Je participe activement, à travers une commission ad hoc dédiée à cette réflexion très intéressante, notamment pour revitaliser le rural. Un des buts est de démontrer qu’il est possible à l’échelle de petits territoires, sans surcoût significatif pour la Collectivité, de proposer à tout chômeur de longue durée qui le souhaite, un emploi à durée indéterminée à temps choisi, en développant des activités utiles pour répondre aux besoins des divers acteurs du territoire. La Communauté de communes Pasquale Paoli, sous l’impulsion de Paulu Santu Parigi, est en avance sur cette expérimentation. Créé par la loi, le dispositif « territoire zéro chômeur de longue durée », après une première phase d’expérimentation concluante, va être étendu à de nouveaux territoires. Aujourd’hui, il s’agit de se mettre en ordre de marche pour profiter à plein de ce dispositif.

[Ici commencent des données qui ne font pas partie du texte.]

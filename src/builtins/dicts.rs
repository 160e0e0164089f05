// ABOUTME: Dict postfix methods (`.has`, `.get`, `.merge`, ...). `keys`,
// `values`, `entries` are reserved field names handled directly by
// `eval::field_of`, not here — this module covers everything reachable
// only via an explicit method call. Grounded on the teacher's
// `builtins/maps.rs` (`map-get`/`map-set`/`map-has?`/`map-merge`).

use super::arity;
use crate::error::EvalError;
use crate::span::Span;
use crate::value::{Dict, Value};

pub fn call(dict: &Dict, name: &str, args: &[Value], span: Span) -> Result<Value, EvalError> {
    match name {
        "has" => {
            let key = one_string_arg(name, args, span)?;
            Ok(Value::Bool(dict.get(key).is_some()))
        }
        "get" => {
            if args.is_empty() || args.len() > 2 {
                return Err(arity(name, "1 or 2", args.len(), span));
            }
            let key = match &args[0] {
                Value::String(s) => s.as_str(),
                other => return Err(EvalError::type_mismatch("string", other.type_name(), span)),
            };
            match dict.get(key) {
                Some(v) => Ok(v.clone()),
                None => Ok(args.get(1).cloned().unwrap_or(Value::Null)),
            }
        }
        "set" => {
            if args.len() != 2 {
                return Err(arity(name, "2", args.len(), span));
            }
            let key = match &args[0] {
                Value::String(s) => s.clone(),
                other => return Err(EvalError::type_mismatch("string", other.type_name(), span)),
            };
            Ok(Value::dict(dict.with(key, args[1].clone())))
        }
        "remove" => {
            let key = one_string_arg(name, args, span)?;
            Ok(Value::dict(Dict::from_entries(dict.iter().filter(|(k, _)| k != key).cloned().collect())))
        }
        "merge" => {
            if args.len() != 1 {
                return Err(arity(name, "1", args.len(), span));
            }
            match &args[0] {
                Value::Dict(other) => {
                    let mut entries = dict.iter().cloned().collect::<Vec<_>>();
                    for (k, v) in other.iter() {
                        entries.retain(|(ek, _)| ek != k);
                        entries.push((k.clone(), v.clone()));
                    }
                    Ok(Value::dict(Dict::from_entries(entries)))
                }
                other => Err(EvalError::type_mismatch("dict", other.type_name(), span)),
            }
        }
        "size" => {
            no_args(name, args, span)?;
            Ok(Value::Number(dict.len() as f64))
        }
        "empty" => {
            no_args(name, args, span)?;
            Ok(Value::Bool(dict.is_empty()))
        }
        other => Err(EvalError::host_error(other, format!("no dict method `.{other}`"), span)),
    }
}

fn no_args(name: &str, args: &[Value], span: Span) -> Result<(), EvalError> {
    if args.is_empty() {
        Ok(())
    } else {
        Err(arity(name, "0", args.len(), span))
    }
}

fn one_string_arg<'a>(name: &str, args: &'a [Value], span: Span) -> Result<&'a str, EvalError> {
    if args.len() != 1 {
        return Err(arity(name, "1", args.len(), span));
    }
    match &args[0] {
        Value::String(s) => Ok(s),
        other => Err(EvalError::type_mismatch("string", other.type_name(), span)),
    }
}

#[cfg(test)]
mod tests {
    use super::*;
    use crate::span::Position;

    fn span() -> Span {
        Span::point(Position::start())
    }

    #[test]
    fn has_and_get() {
        let dict = Dict::from_entries(vec![("a".into(), Value::Number(1.0))]);
        assert_eq!(call(&dict, "has", &[Value::String("a".into())], span()).unwrap(), Value::Bool(true));
        assert_eq!(call(&dict, "get", &[Value::String("b".into())], span()).unwrap(), Value::Null);
    }

    #[test]
    fn set_returns_a_new_dict() {
        let dict = Dict::from_entries(vec![("a".into(), Value::Number(1.0))]);
        let updated = call(&dict, "set", &[Value::String("b".into()), Value::Number(2.0)], span()).unwrap();
        assert_eq!(dict.get("b"), None);
        if let Value::Dict(d) = updated {
            assert_eq!(d.get("b"), Some(&Value::Number(2.0)));
        } else {
            panic!("expected dict");
        }
    }
}
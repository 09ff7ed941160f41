//! # mlplatform-core
//!
//! Shared plumbing for the mlplatform pipeline stages: configuration,
//! storage locators, the object storage and warehouse seams, and atomic
//! file persistence.

pub mod config;
pub mod error;
pub mod locator;
pub mod persistence;
pub mod storage;
pub mod warehouse;

pub use config::{PlatformConfig, load_config};
pub use error::{ConfigError, LocatorError, PlatformError, Result, StorageError, WarehouseError};
pub use locator::StorageLocator;
pub use storage::{FsObjectStore, ObjectStore};
pub use warehouse::{FieldType, FieldValue, LoadJob, SchemaField, SqliteWarehouse, TableRef, Warehouse};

L’année 2019 a été consacrée à la préparation et l’évaluation des situations sur la base desquelles les projets seront lancés en 2020.

 

Membre de la Commission de l’Éducation, de la Culture et de la cohésion sociale et de la Santé, vous êtes au coeur des réflexions sur l’après-Covid… expliquez-nous vos travaux ?

Les trois commissions organiques, de l’Assemblée de Corse se sont réunies afin d’entendre l’ensemble des préoccupations et des attentes des toutes les forces vives de la Corse pour établir un rapport pour le Conseil Exécutif, afin d’avoir une vision générale de la situation pour organiser l’après Covid-19.

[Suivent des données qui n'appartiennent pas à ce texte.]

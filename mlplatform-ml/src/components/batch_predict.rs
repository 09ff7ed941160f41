//! Batch predictor stage: score a random sample of rows with a persisted
//! model and append the predictions to a warehouse table.

use crate::artifact::ModelFile;
use crate::data::{parse_csv, sample_rows};
use crate::error::{MlError, Result};
use mlplatform_core::{FieldType, FieldValue, ObjectStore, SchemaField, StorageLocator, TableRef, Warehouse};
use rand::SeedableRng;
use rand::rngs::StdRng;

/// The single column of the prediction table.
pub const PREDICTION_COLUMN: &str = "prediction";

#[derive(Debug, Clone)]
pub struct BatchPredictRequest {
    pub model_gcs_path: String,
    pub input_data_gcs_path: String,
    pub table_ref: String,
    pub project: String,
    /// Column dropped before scoring. `None` drops the last column.
    pub target_column: Option<String>,
    pub sample_size: usize,
    /// Fixes the row sample; `None` samples from entropy.
    pub seed: Option<u64>,
}

impl BatchPredictRequest {
    pub fn new(
        model_gcs_path: impl Into<String>,
        input_data_gcs_path: impl Into<String>,
        table_ref: impl Into<String>,
        project: impl Into<String>,
    ) -> Self {
        Self {
            model_gcs_path: model_gcs_path.into(),
            input_data_gcs_path: input_data_gcs_path.into(),
            table_ref: table_ref.into(),
            project: project.into(),
            target_column: None,
            sample_size: 4,
            seed: None,
        }
    }

    pub fn with_target_column(mut self, column: impl Into<String>) -> Self {
        self.target_column = Some(column.into());
        self
    }

    pub fn with_sample_size(mut self, sample_size: usize) -> Self {
        self.sample_size = sample_size;
        self
    }

    pub fn with_seed(mut self, seed: u64) -> Self {
        self.seed = Some(seed);
        self
    }
}

/// Run batch prediction and return a confirmation naming the table.
///
/// Both locators and the table reference are validated before any I/O.
pub async fn batch_predict(
    store: &dyn ObjectStore,
    warehouse: &dyn Warehouse,
    request: &BatchPredictRequest,
) -> Result<String> {
    let model_locator = StorageLocator::parse(&request.model_gcs_path)?;
    let input_locator = StorageLocator::parse(&request.input_data_gcs_path)?;
    let table = TableRef::parse(&request.table_ref)?;
    if request.sample_size == 0 {
        return Err(MlError::invalid_input("sample size must be at least 1"));
    }

    let model = ModelFile::from_slice(&store.get(&model_locator).await?)?;
    tracing::info!(
        model = %model_locator,
        framework = %model.framework,
        project = %request.project,
        "Loaded model"
    );
    let dataset = parse_csv(&store.get(&input_locator).await?)?;

    let mut rng = match request.seed {
        Some(seed) => StdRng::seed_from_u64(seed),
        None => StdRng::from_entropy(),
    };
    let mut features = sample_rows(&dataset, request.sample_size, &mut rng)?;
    match &request.target_column {
        Some(column) => {
            if !features.drop_column(column) {
                tracing::warn!(column = %column, "Target column not in input data; nothing dropped");
            }
        }
        None => features.drop_last_column()?,
    }

    let predictions = model.estimator.predict(&features)?;
    let rows = predictions
        .iter()
        .map(|prediction| {
            prediction
                .as_f64()
                .map(|value| vec![FieldValue::Float(value)])
                .ok_or_else(|| MlError::model(format!("prediction '{prediction}' is not numeric")))
        })
        .collect::<Result<Vec<_>>>()?;
    let schema = [SchemaField::new(PREDICTION_COLUMN, FieldType::Float)];

    let job = warehouse.append(&table, &schema, rows).await?;
    tracing::info!(
        job_id = %job.job_id,
        table = %table,
        rows = job.rows_written,
        "Appended predictions"
    );
    Ok(format!("Predictions written to {}", request.table_ref))
}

Parallèlement à ces travaux, la commission (thématique) des politiques de santé, présidée par Dany Antonini, dont je suis membre, a auditionné un grand nombre d’acteurs de la santé ou apparentés afin qu’ils nous éclairent sur la situation sanitaire tout en suggérant des solutions.

Du côté plus spécifique de la Commission de l’éducation, de la cohésion sociale et de la santé, nous avons reçu les travailleurs sociaux et les bénévoles des associations.

Ils ont tous été très actifs sur le terrain pour répondre à toutes les attentes des familles ; ils ont mobilisé, mobilisent et mobiliseront toutes les aides matérielles possibles, ainsi qu’un soutien psychologique, pour apporter du réconfort aux plus démunis.